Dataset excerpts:
+ + + + +
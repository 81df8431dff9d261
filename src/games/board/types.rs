//! Board game data structures shared by Tic-Tac-Toe and Connect Four.
//!
//! Both games are one engine parameterized by board shape, the run length
//! needed to win, and whether pieces fall under gravity.

use crate::core::constants::{CONNECT_FOUR_THINK_MS, TIC_TAC_TOE_THINK_MS};
use serde::{Deserialize, Serialize};
use thiserror::Error;

/// Which side owns a cell. `One` always opens the game.
#[derive(Debug, Clone, Copy, PartialEq, Eq, Hash, Serialize, Deserialize)]
pub enum Player {
    One,
    Two,
}

impl Player {
    pub fn opponent(&self) -> Self {
        match self {
            Player::One => Player::Two,
            Player::Two => Player::One,
        }
    }
}

/// The two implemented board games.
#[derive(Debug, Clone, Copy, PartialEq, Eq, Hash, Serialize, Deserialize)]
pub enum BoardKind {
    TicTacToe,
    ConnectFour,
}

/// Fixed geometry of a board game.
#[derive(Debug, Clone, Copy, PartialEq, Eq)]
pub struct BoardShape {
    pub rows: usize,
    pub cols: usize,
    /// Consecutive cells needed to win.
    pub win_length: usize,
    /// Moves name a column and drop to its lowest empty row.
    pub gravity: bool,
}

const TIC_TAC_TOE_PREFERENCES: &[&[usize]] = &[&[4], &[0, 2, 6, 8]];
const CONNECT_FOUR_PREFERENCES: &[&[usize]] = &[&[3], &[2], &[4], &[1], &[5], &[0], &[6]];

impl BoardKind {
    pub const ALL: [BoardKind; 2] = [BoardKind::TicTacToe, BoardKind::ConnectFour];

    pub fn shape(&self) -> BoardShape {
        match self {
            Self::TicTacToe => BoardShape {
                rows: 3,
                cols: 3,
                win_length: 3,
                gravity: false,
            },
            Self::ConnectFour => BoardShape {
                rows: 6,
                cols: 7,
                win_length: 4,
                gravity: true,
            },
        }
    }

    pub fn name(&self) -> &'static str {
        match self {
            Self::TicTacToe => "Tic-Tac-Toe",
            Self::ConnectFour => "Connect Four",
        }
    }

    /// Display label for a player's pieces.
    pub fn mark(&self, player: Player) -> &'static str {
        match (self, player) {
            (Self::TicTacToe, Player::One) => "X",
            (Self::TicTacToe, Player::Two) => "O",
            (Self::ConnectFour, Player::One) => "Player 1",
            (Self::ConnectFour, Player::Two) => "Player 2",
        }
    }

    /// How long the computer "thinks" before answering.
    pub fn think_delay_ms(&self) -> u64 {
        match self {
            Self::TicTacToe => TIC_TAC_TOE_THINK_MS,
            Self::ConnectFour => CONNECT_FOUR_THINK_MS,
        }
    }

    /// Positional preference tiers for the heuristic, best tier first.
    /// Within a tier the legal members are equally good.
    pub fn preference_tiers(&self) -> &'static [&'static [usize]] {
        match self {
            Self::TicTacToe => TIC_TAC_TOE_PREFERENCES,
            Self::ConnectFour => CONNECT_FOUR_PREFERENCES,
        }
    }

    /// Number of positions in the move space (cells, or columns under gravity).
    pub fn move_space(&self) -> usize {
        let shape = self.shape();
        if shape.gravity {
            shape.cols
        } else {
            shape.rows * shape.cols
        }
    }
}

/// Terminal or in-progress state of a board.
#[derive(Debug, Clone, Copy, PartialEq, Eq, Serialize, Deserialize)]
pub enum Status {
    InProgress,
    Won(Player),
    Tied,
}

impl Status {
    pub fn is_terminal(&self) -> bool {
        !matches!(self, Status::InProgress)
    }
}

/// Why a move was not applied.
#[derive(Debug, Clone, Copy, PartialEq, Eq, Error)]
pub enum MoveRejected {
    #[error("game already over")]
    GameOver,

    #[error("position {position} is off the board")]
    OutOfRange { position: usize },

    #[error("position {position} is already occupied")]
    Occupied { position: usize },

    #[error("column {column} is full")]
    ColumnFull { column: usize },

    #[error("waiting for the computer to move")]
    AwaitingComputer,
}

/// A grid of cells plus whose turn it is and the derived status.
#[derive(Debug, Clone, PartialEq, Eq)]
pub struct Board {
    pub kind: BoardKind,
    /// Row-major, row 0 at the top.
    pub cells: Vec<Option<Player>>,
    pub turn: Player,
    pub status: Status,
    /// Cell filled by the most recent move.
    pub last_move: Option<usize>,
}

impl Board {
    pub fn new(kind: BoardKind) -> Self {
        let shape = kind.shape();
        Self {
            kind,
            cells: vec![None; shape.rows * shape.cols],
            turn: Player::One,
            status: Status::InProgress,
            last_move: None,
        }
    }

    pub fn shape(&self) -> BoardShape {
        self.kind.shape()
    }

    pub fn index(&self, row: usize, col: usize) -> usize {
        row * self.shape().cols + col
    }

    pub fn cell(&self, row: usize, col: usize) -> Option<Player> {
        self.cells[self.index(row, col)]
    }

    pub fn is_full(&self) -> bool {
        self.cells.iter().all(|c| c.is_some())
    }

    /// Resolve a position in the move space to the cell it would fill.
    pub fn target_cell(&self, position: usize) -> Result<usize, MoveRejected> {
        let shape = self.shape();
        if shape.gravity {
            if position >= shape.cols {
                return Err(MoveRejected::OutOfRange { position });
            }
            (0..shape.rows)
                .rev()
                .map(|row| self.index(row, position))
                .find(|&idx| self.cells[idx].is_none())
                .ok_or(MoveRejected::ColumnFull { column: position })
        } else {
            match self.cells.get(position) {
                None => Err(MoveRejected::OutOfRange { position }),
                Some(Some(_)) => Err(MoveRejected::Occupied { position }),
                Some(None) => Ok(position),
            }
        }
    }

    /// Positions `apply_move` would accept, in increasing order.
    pub fn legal_moves(&self) -> Vec<usize> {
        if self.status.is_terminal() {
            return Vec::new();
        }
        (0..self.kind.move_space())
            .filter(|&p| self.target_cell(p).is_ok())
            .collect()
    }

    /// Place the current player's piece at `position`, flip the turn and
    /// recompute the status. Returns the cell that was filled.
    pub fn apply_move(&mut self, position: usize) -> Result<usize, MoveRejected> {
        if self.status.is_terminal() {
            return Err(MoveRejected::GameOver);
        }
        let idx = self.target_cell(position)?;
        self.cells[idx] = Some(self.turn);
        self.last_move = Some(idx);
        self.turn = self.turn.opponent();
        self.status = super::rules::compute_status(self);
        Ok(idx)
    }

    /// Copy of the board with `player` placed at `position`, ignoring whose
    /// turn it is. Used for one-ply lookahead.
    pub fn with_move_for(&self, position: usize, player: Player) -> Option<Board> {
        if self.status.is_terminal() {
            return None;
        }
        let idx = self.target_cell(position).ok()?;
        let mut next = self.clone();
        next.cells[idx] = Some(player);
        next.last_move = Some(idx);
        next.turn = player.opponent();
        next.status = super::rules::compute_status(&next);
        Some(next)
    }

    /// Cells of the first winning run, if any.
    pub fn winning_line(&self) -> Option<Vec<usize>> {
        super::rules::find_winner(self).map(|(_, line)| line)
    }
}

#[cfg(test)]
mod tests {
    use super::*;

    #[test]
    fn test_new_board() {
        let board = Board::new(BoardKind::TicTacToe);
        assert_eq!(board.cells.len(), 9);
        assert_eq!(board.turn, Player::One);
        assert_eq!(board.status, Status::InProgress);

        let board = Board::new(BoardKind::ConnectFour);
        assert_eq!(board.cells.len(), 42);
        assert_eq!(board.legal_moves(), vec![0, 1, 2, 3, 4, 5, 6]);
    }

    #[test]
    fn test_player_opponent() {
        assert_eq!(Player::One.opponent(), Player::Two);
        assert_eq!(Player::Two.opponent(), Player::One);
    }

    #[test]
    fn test_tic_tac_toe_rejects_occupied_cell() {
        let mut board = Board::new(BoardKind::TicTacToe);
        assert_eq!(board.apply_move(4), Ok(4));
        assert_eq!(
            board.apply_move(4),
            Err(MoveRejected::Occupied { position: 4 })
        );
        // Rejected move leaves the turn alone.
        assert_eq!(board.turn, Player::Two);
        assert_eq!(
            board.apply_move(9),
            Err(MoveRejected::OutOfRange { position: 9 })
        );
    }

    #[test]
    fn test_connect_four_gravity() {
        let mut board = Board::new(BoardKind::ConnectFour);
        let bottom = board.index(5, 3);
        assert_eq!(board.apply_move(3), Ok(bottom));
        assert_eq!(board.apply_move(3), Ok(board.index(4, 3)));
        assert_eq!(board.cell(5, 3), Some(Player::One));
        assert_eq!(board.cell(4, 3), Some(Player::Two));
    }

    #[test]
    fn test_connect_four_full_column_rejected() {
        let mut board = Board::new(BoardKind::ConnectFour);
        for _ in 0..6 {
            board.apply_move(0).unwrap();
        }
        let turn = board.turn;
        assert_eq!(
            board.apply_move(0),
            Err(MoveRejected::ColumnFull { column: 0 })
        );
        assert_eq!(board.turn, turn);
        assert!(!board.legal_moves().contains(&0));
    }

    #[test]
    fn test_with_move_for_leaves_original_untouched() {
        let board = Board::new(BoardKind::TicTacToe);
        let next = board.with_move_for(0, Player::Two).unwrap();
        assert_eq!(next.cells[0], Some(Player::Two));
        assert!(board.cells[0].is_none());
    }

    #[test]
    fn test_move_space() {
        assert_eq!(BoardKind::TicTacToe.move_space(), 9);
        assert_eq!(BoardKind::ConnectFour.move_space(), 7);
    }

    #[test]
    fn test_think_delays() {
        assert_eq!(BoardKind::TicTacToe.think_delay_ms(), 500);
        assert_eq!(BoardKind::ConnectFour.think_delay_ms(), 1000);
    }
}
+ + + + +
** WHAT IS REQUIRED **
From the records above, copy out the line with "assert_eq!(board.turn, Player::One);", the line with "assert_eq!(Player::One.opponent(), Player::Two);", and every line between them, word for word.

** WRITTEN SOLUTION **
        assert_eq!(board.turn, Player::One);
        assert_eq!(board.status, Status::InProgress);

        let board = Board::new(BoardKind::ConnectFour);
        assert_eq!(board.cells.len(), 42);
        assert_eq!(board.legal_moves(), vec![0, 1, 2, 3, 4, 5, 6]);
    }

    #[test]
    fn test_player_opponent() {
        assert_eq!(Player::One.opponent(), Player::Two);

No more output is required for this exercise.